Problem details. Go over the listing below line by line, and return each one holding the string "could".

The data.
•••••

//! Errors surfaced by the [`Simulation`](crate::Simulation) controller.

use ringlock_core::{AgentId, ConfigError, ResourceMisuseError};
use thiserror::Error;

/// Why a simulation operation failed.
#[derive(Clone, Debug, PartialEq, Error)]
pub enum SimulationError {
    /// The configuration was rejected or agent threads could not start.
    #[error(transparent)]
    Config(#[from] ConfigError),
    /// An agent broke the single-holder contract; the run was aborted.
    #[error("run aborted on resource misuse: {0}")]
    ResourceMisuse(#[from] ResourceMisuseError),
    /// One or more agent threads panicked; they are listed in id order.
    #[error("agent threads panicked: {agents:?}")]
    AgentPanicked {
        /// Agents whose threads did not return normally.
        agents: Vec<AgentId>,
    },
    /// `start()` was called on a simulation that is already running.
    #[error("simulation is already running")]
    AlreadyStarted,
    /// The simulation has been shut down and cannot be restarted.
    #[error("simulation has already finished")]
    AlreadyFinished,
}
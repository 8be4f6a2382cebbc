//! Error types for the ringlock arbitration engine.
//!
//! Two families live here: [`ConfigError`], fatal at construction, and
//! [`ResourceMisuseError`], which signals an internal logic defect in how a
//! resource was acquired or released. Acquisition timeouts are not errors;
//! they are ordinary [`DenyReason`](crate::DenyReason) outcomes.

use thiserror::Error;

use crate::id::{AgentId, ResourceId};

/// Errors detected while validating a simulation configuration.
#[derive(Clone, Debug, PartialEq, Error)]
pub enum ConfigError {
    /// A ring needs at least two agents to have distinct neighbours.
    #[error("agent count {configured} is below the minimum of 2")]
    AgentCountTooSmall {
        /// The configured count.
        configured: usize,
    },
    /// Agent count does not fit the `u32` id space.
    #[error("agent count {configured} exceeds u32::MAX")]
    AgentCountTooLarge {
        /// The configured count.
        configured: usize,
    },
    /// The protocol name did not match any known protocol.
    #[error("unknown acquisition protocol '{name}'")]
    UnknownProtocol {
        /// The name that failed to parse.
        name: String,
    },
    /// A duration setting is out of range.
    #[error("invalid duration for {name}: {reason}")]
    InvalidDuration {
        /// Which setting.
        name: &'static str,
        /// What is wrong with it.
        reason: String,
    },
    /// BackoffConfig invariant violated.
    #[error("invalid backoff config: {reason}")]
    InvalidBackoff {
        /// Description of which invariant was violated.
        reason: String,
    },
    /// Starvation ratio is not in `[0, 1]`.
    #[error("starvation ratio must be within [0, 1], got {value}")]
    InvalidStarvationRatio {
        /// The invalid value.
        value: f64,
    },
    /// Event channel capacity is zero.
    #[error("event_capacity must be at least 1")]
    EventChannelZero,
    /// An agent thread could not be spawned.
    #[error("thread spawn failed: {reason}")]
    ThreadSpawnFailed {
        /// Description of which thread failed.
        reason: String,
    },
}

/// A resource was released or re-acquired in a way that breaks the
/// single-holder contract.
///
/// Always a bug in the caller. The engine treats it as fatal for the run.
#[derive(Clone, Debug, PartialEq, Eq, Error)]
pub enum ResourceMisuseError {
    /// Release of a resource nobody holds (double release).
    #[error("agent {agent} released resource {resource} which is not held")]
    NotHeld {
        /// The resource.
        resource: ResourceId,
        /// The releasing agent.
        agent: AgentId,
    },
    /// Release of a resource held by a different agent.
    #[error("agent {agent} released resource {resource} held by agent {holder}")]
    HeldByOther {
        /// The resource.
        resource: ResourceId,
        /// The releasing agent.
        agent: AgentId,
        /// The actual holder.
        holder: AgentId,
    },
    /// Acquisition of a resource the agent already holds.
    #[error("agent {agent} tried to re-acquire resource {resource} it already holds")]
    AlreadyHeld {
        /// The resource.
        resource: ResourceId,
        /// The acquiring agent.
        agent: AgentId,
    },
}

impl ResourceMisuseError {
    /// The resource involved.
    pub fn resource(&self) -> ResourceId {
        match self {
            Self::NotHeld { resource, .. }
            | Self::HeldByOther { resource, .. }
            | Self::AlreadyHeld { resource, .. } => *resource,
        }
    }

    /// The agent whose call was rejected.
    pub fn agent(&self) -> AgentId {
        match self {
            Self::NotHeld { agent, .. }
            | Self::HeldByOther { agent, .. }
            | Self::AlreadyHeld { agent, .. } => *agent,
        }
    }
}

•••••

Exercise response.
    /// The configuration was rejected or agent threads could not start.
    /// An agent thread could not be spawned.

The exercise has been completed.